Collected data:
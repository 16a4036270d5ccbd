use super::{DiscoveredDevice, Notifications, Transport, TransportError, WriteMode, NOTIFICATION_BUFFER};
use btleplug::api::{
    Central, CentralEvent, Characteristic, Manager as _, Peripheral as _, ScanFilter, WriteType,
};
use btleplug::platform::{Adapter, Manager, Peripheral};
use std::future::Future;
use std::time::Duration;
use tokio::sync::mpsc;
use tokio::task::JoinHandle;
use tokio_stream::{Stream, StreamExt};
use uuid::Uuid;

const UNSET_ADDRESS: &str = "00:00:00:00:00:00";

impl From<btleplug::Error> for TransportError {
    fn from(err: btleplug::Error) -> Self {
        TransportError::Backend(err.to_string())
    }
}

struct Link {
    peripheral: Peripheral,
    characteristic: Characteristic,
    forwarder: Option<JoinHandle<()>>,
}

/// BLE link backed by `btleplug`, using the first adapter found.
pub struct BtleTransport {
    adapter: Adapter,
    service_uuid: Uuid,
    characteristic_uuid: Uuid,
    discovered: Vec<Peripheral>,
    link: Option<Link>,
}

impl BtleTransport {
    pub async fn new(service_uuid: &str, characteristic_uuid: &str) -> Result<Self, TransportError> {
        let service_uuid = parse_uuid(service_uuid)?;
        let characteristic_uuid = parse_uuid(characteristic_uuid)?;
        let manager = Manager::new().await?;
        let adapter = manager
            .adapters()
            .await?
            .into_iter()
            .next()
            .ok_or(TransportError::NoAdapter)?;
        Ok(Self {
            adapter,
            service_uuid,
            characteristic_uuid,
            discovered: Vec::new(),
            link: None,
        })
    }

    fn link(&self) -> Result<&Link, TransportError> {
        self.link.as_ref().ok_or(TransportError::NotConnected)
    }
}

fn parse_uuid(raw: &str) -> Result<Uuid, TransportError> {
    Uuid::parse_str(raw.trim())
        .map_err(|err| TransportError::Backend(format!("invalid uuid {raw}: {err}")))
}

// macOS reports CoreBluetooth UUIDs instead of MAC addresses, so a device is
// matched on either form.
fn peripheral_address(peripheral: &Peripheral) -> String {
    let address = peripheral.address().to_string();
    if address == UNSET_ADDRESS {
        peripheral.id().to_string()
    } else {
        address
    }
}

/// Runs `release` before handing back a setup error, so a peripheral
/// connected by this attempt is not left open.
async fn release_on_error<T, F, Fut>(
    result: Result<T, btleplug::Error>,
    release: F,
) -> Result<T, TransportError>
where
    F: FnOnce() -> Fut,
    Fut: Future<Output = Result<(), btleplug::Error>>,
{
    match result {
        Ok(value) => Ok(value),
        Err(err) => {
            if let Err(release_err) = release().await {
                tracing::debug!(error = %release_err, "failed to disconnect after setup error");
            }
            Err(err.into())
        }
    }
}

/// Pumps notification values into `tx` until the value stream ends or the
/// adapter reports the peripheral gone. Returning drops `tx`, which the
/// session reads as link loss.
async fn forward_until_disconnected<V, D>(values: V, disconnected: D, tx: mpsc::Sender<Vec<u8>>)
where
    V: Stream<Item = Vec<u8>>,
    D: Stream<Item = ()>,
{
    tokio::pin!(values);
    tokio::pin!(disconnected);
    let mut watching_adapter = true;
    loop {
        tokio::select! {
            value = values.next() => match value {
                Some(value) => {
                    if tx.send(value).await.is_err() {
                        break;
                    }
                }
                None => {
                    tracing::debug!("notification stream ended");
                    break;
                }
            },
            event = disconnected.next(), if watching_adapter => match event {
                Some(()) => {
                    tracing::debug!("adapter reported peripheral disconnected");
                    break;
                }
                None => watching_adapter = false,
            },
        }
    }
}

impl Transport for BtleTransport {
    async fn discover(
        &mut self,
        timeout: Duration,
    ) -> Result<Vec<DiscoveredDevice>, TransportError> {
        self.adapter.start_scan(ScanFilter::default()).await?;
        tokio::time::sleep(timeout).await;
        if let Err(err) = self.adapter.stop_scan().await {
            tracing::debug!(error = %err, "failed to stop scan cleanly");
        }

        self.discovered = self.adapter.peripherals().await?;
        let mut devices = Vec::with_capacity(self.discovered.len());
        for peripheral in &self.discovered {
            let properties = peripheral.properties().await?;
            devices.push(DiscoveredDevice {
                address: peripheral_address(peripheral),
                name: properties.as_ref().and_then(|p| p.local_name.clone()),
                rssi: properties.as_ref().and_then(|p| p.rssi),
            });
        }
        tracing::debug!(count = devices.len(), "scan finished");
        Ok(devices)
    }

    async fn connect(&mut self, address: &str) -> Result<(), TransportError> {
        let peripheral = self
            .discovered
            .iter()
            .find(|p| peripheral_address(p).eq_ignore_ascii_case(address))
            .cloned()
            .ok_or_else(|| TransportError::UnknownDevice(address.to_string()))?;

        if !peripheral.is_connected().await? {
            peripheral.connect().await?;
        }
        release_on_error(peripheral.discover_services().await, || {
            peripheral.disconnect()
        })
        .await?;

        let characteristic = match peripheral
            .characteristics()
            .into_iter()
            .find(|c| c.service_uuid == self.service_uuid && c.uuid == self.characteristic_uuid)
        {
            Some(characteristic) => characteristic,
            None => {
                if let Err(err) = peripheral.disconnect().await {
                    tracing::debug!(error = %err, "failed to disconnect after missing characteristic");
                }
                return Err(TransportError::MissingCharacteristic(
                    self.characteristic_uuid.to_string(),
                ));
            }
        };

        self.link = Some(Link {
            peripheral,
            characteristic,
            forwarder: None,
        });
        Ok(())
    }

    async fn subscribe(&mut self) -> Result<Notifications, TransportError> {
        let link = self.link.as_mut().ok_or(TransportError::NotConnected)?;
        let central_events = self.adapter.events().await?;
        let stream = link.peripheral.notifications().await?;
        link.peripheral.subscribe(&link.characteristic).await?;

        let expected = link.characteristic.uuid;
        let values = stream.filter_map(move |n| (n.uuid == expected).then_some(n.value));
        let peripheral_id = link.peripheral.id();
        let disconnected = central_events.filter_map(move |event| match event {
            CentralEvent::DeviceDisconnected(id) if id == peripheral_id => Some(()),
            _ => None,
        });

        let (tx, rx) = mpsc::channel(NOTIFICATION_BUFFER);
        link.forwarder = Some(tokio::spawn(forward_until_disconnected(
            values,
            disconnected,
            tx,
        )));
        Ok(rx)
    }

    async fn write(&mut self, payload: &[u8], mode: WriteMode) -> Result<(), TransportError> {
        let link = self.link()?;
        let write_type = match mode {
            WriteMode::WithResponse => WriteType::WithResponse,
            WriteMode::WithoutResponse => WriteType::WithoutResponse,
        };
        link.peripheral
            .write(&link.characteristic, payload, write_type)
            .await?;
        Ok(())
    }

    async fn disconnect(&mut self) -> Result<(), TransportError> {
        let Some(link) = self.link.take() else {
            return Ok(());
        };
        if let Some(forwarder) = link.forwarder {
            forwarder.abort();
        }
        link.peripheral.disconnect().await?;
        Ok(())
    }
}

#[cfg(test)]
mod tests {
    use super::*;

    #[tokio::test]
    async fn setup_error_disconnects_before_returning() {
        let mut released = false;
        let result: Result<(), _> = release_on_error(Err(btleplug::Error::NotConnected), || {
            released = true;
            std::future::ready(Ok(()))
        })
        .await;
        assert!(matches!(result, Err(TransportError::Backend(_))));
        assert!(released);

        let mut released = false;
        let result = release_on_error(Ok(7), || {
            released = true;
            std::future::ready(Ok(()))
        })
        .await;
        assert_eq!(result.unwrap(), 7);
        assert!(!released);
    }

    #[tokio::test]
    async fn forwards_values_until_the_stream_ends() {
        let (tx, mut rx) = mpsc::channel(4);
        let values = tokio_stream::iter(vec![b"WAIT_ACK:1".to_vec(), b"END".to_vec()]);
        forward_until_disconnected(values, tokio_stream::pending::<()>(), tx).await;

        assert_eq!(rx.recv().await, Some(b"WAIT_ACK:1".to_vec()));
        assert_eq!(rx.recv().await, Some(b"END".to_vec()));
        assert_eq!(rx.recv().await, None);
    }

    #[tokio::test]
    async fn adapter_disconnect_closes_the_channel_while_stream_is_open() {
        let (tx, mut rx) = mpsc::channel(4);
        let forwarder = tokio::spawn(forward_until_disconnected(
            tokio_stream::pending::<Vec<u8>>(),
            tokio_stream::iter(vec![()]),
            tx,
        ));

        let closed = tokio::time::timeout(Duration::from_secs(1), rx.recv()).await;
        assert_eq!(closed, Ok(None));
        forwarder.await.unwrap();
    }

    #[tokio::test]
    async fn ended_adapter_events_do_not_stop_forwarding() {
        let (tx, mut rx) = mpsc::channel(4);
        let values = tokio_stream::iter(vec![b"1.5,1,2,3".to_vec()]);
        forward_until_disconnected(values, tokio_stream::empty::<()>(), tx).await;

        assert_eq!(rx.recv().await, Some(b"1.5,1,2,3".to_vec()));
        assert_eq!(rx.recv().await, None);
    }
}
//! Device text protocol: outbound commands and inbound line classification.

mod classify;

pub use classify::{classify, parse_record, ClassifyContext, RecordRejected};

use crate::model::{AckKind, BlockId};
use chrono::{Local, NaiveDateTime};
use serde::Serialize;
use std::fmt;
use std::ops::RangeInclusive;
use thiserror::Error;

/// On-wire size of one telemetry record, e.g. `1747410717.502,122,397,260\n`.
pub const RECORD_WIRE_SIZE: u64 = 27;

pub const BUFFER_RANGE: RangeInclusive<u32> = 1..=4000;
pub const FREQ_RANGE: RangeInclusive<u32> = 1..=10;

const SYNC_FORMAT: &str = "%Y-%m-%d %H:%M:%S%.3f";

#[derive(Debug, Clone, PartialEq, Eq)]
pub enum Command {
    GetMem,
    Sync(NaiveDateTime),
    Set { buffer: u32, freq: u32 },
    Fetch,
    Reset,
    AckBlock(BlockId),
}

#[derive(Debug, Clone, Copy, PartialEq, Eq, Hash, Serialize)]
#[serde(rename_all = "SCREAMING_SNAKE_CASE")]
pub enum CommandKind {
    GetMem,
    Sync,
    Set,
    Fetch,
    Reset,
    AckBlock,
}

/// What the device sends back once it has handled a command.
#[derive(Debug, Clone, PartialEq, Eq)]
pub enum Reply {
    Ack(AckKind),
    MemoryReport,
}

#[derive(Debug, Error, Clone, PartialEq, Eq)]
pub enum CommandError {
    #[error("buffer size {0} out of range 1..=4000")]
    BufferOutOfRange(u32),
    #[error("sample rate {0} Hz out of range 1..=10")]
    FreqOutOfRange(u32),
}

impl Command {
    pub fn configure(buffer: u32, freq: u32) -> Result<Self, CommandError> {
        if !BUFFER_RANGE.contains(&buffer) {
            return Err(CommandError::BufferOutOfRange(buffer));
        }
        if !FREQ_RANGE.contains(&freq) {
            return Err(CommandError::FreqOutOfRange(freq));
        }
        Ok(Command::Set { buffer, freq })
    }

    pub fn sync_now() -> Self {
        Command::Sync(Local::now().naive_local())
    }

    pub fn kind(&self) -> CommandKind {
        match self {
            Command::GetMem => CommandKind::GetMem,
            Command::Sync(_) => CommandKind::Sync,
            Command::Set { .. } => CommandKind::Set,
            Command::Fetch => CommandKind::Fetch,
            Command::Reset => CommandKind::Reset,
            Command::AckBlock(_) => CommandKind::AckBlock,
        }
    }

    pub fn encode(&self) -> String {
        match self {
            Command::GetMem => "GET_MEM".to_string(),
            Command::Sync(at) => format!("SYNC:{}", at.format(SYNC_FORMAT)),
            Command::Set { buffer, freq } => format!("SET:{buffer},{freq}"),
            Command::Fetch => "FETCH".to_string(),
            Command::Reset => "RESET".to_string(),
            Command::AckBlock(block) => format!("ACK:BLOCK_{block}"),
        }
    }
}

impl CommandKind {
    pub fn expected_reply(self) -> Option<Reply> {
        match self {
            CommandKind::GetMem => Some(Reply::MemoryReport),
            CommandKind::Sync => Some(Reply::Ack(AckKind::Sync)),
            CommandKind::Set => Some(Reply::Ack(AckKind::Set)),
            CommandKind::Fetch => Some(Reply::Ack(AckKind::Fetch)),
            CommandKind::Reset => Some(Reply::Ack(AckKind::Reset)),
            CommandKind::AckBlock => None,
        }
    }
}

impl fmt::Display for CommandKind {
    fn fmt(&self, f: &mut fmt::Formatter<'_>) -> fmt::Result {
        let name = match self {
            CommandKind::GetMem => "GET_MEM",
            CommandKind::Sync => "SYNC",
            CommandKind::Set => "SET",
            CommandKind::Fetch => "FETCH",
            CommandKind::Reset => "RESET",
            CommandKind::AckBlock => "ACK:BLOCK",
        };
        f.write_str(name)
    }
}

# WORK REQUIRED
Word for word, restate the entries from the first line to the line that has "first adapter found.", both included, and nothing else.

# EXERCISE RESULT
repository 16a4036270d5ccbd
use super::{DiscoveredDevice, Notifications, Transport, TransportError, WriteMode, NOTIFICATION_BUFFER};
use btleplug::api::{
    Central, CentralEvent, Characteristic, Manager as _, Peripheral as _, ScanFilter, WriteType,
};
use btleplug::platform::{Adapter, Manager, Peripheral};
use std::future::Future;
use std::time::Duration;
use tokio::sync::mpsc;
use tokio::task::JoinHandle;
use tokio_stream::{Stream, StreamExt};
use uuid::Uuid;

const UNSET_ADDRESS: &str = "00:00:00:00:00:00";

impl From<btleplug::Error> for TransportError {
    fn from(err: btleplug::Error) -> Self {
        TransportError::Backend(err.to_string())
    }
}

struct Link {
    peripheral: Peripheral,
    characteristic: Characteristic,
    forwarder: Option<JoinHandle<()>>,
}

/// BLE link backed by `btleplug`, using the first adapter found.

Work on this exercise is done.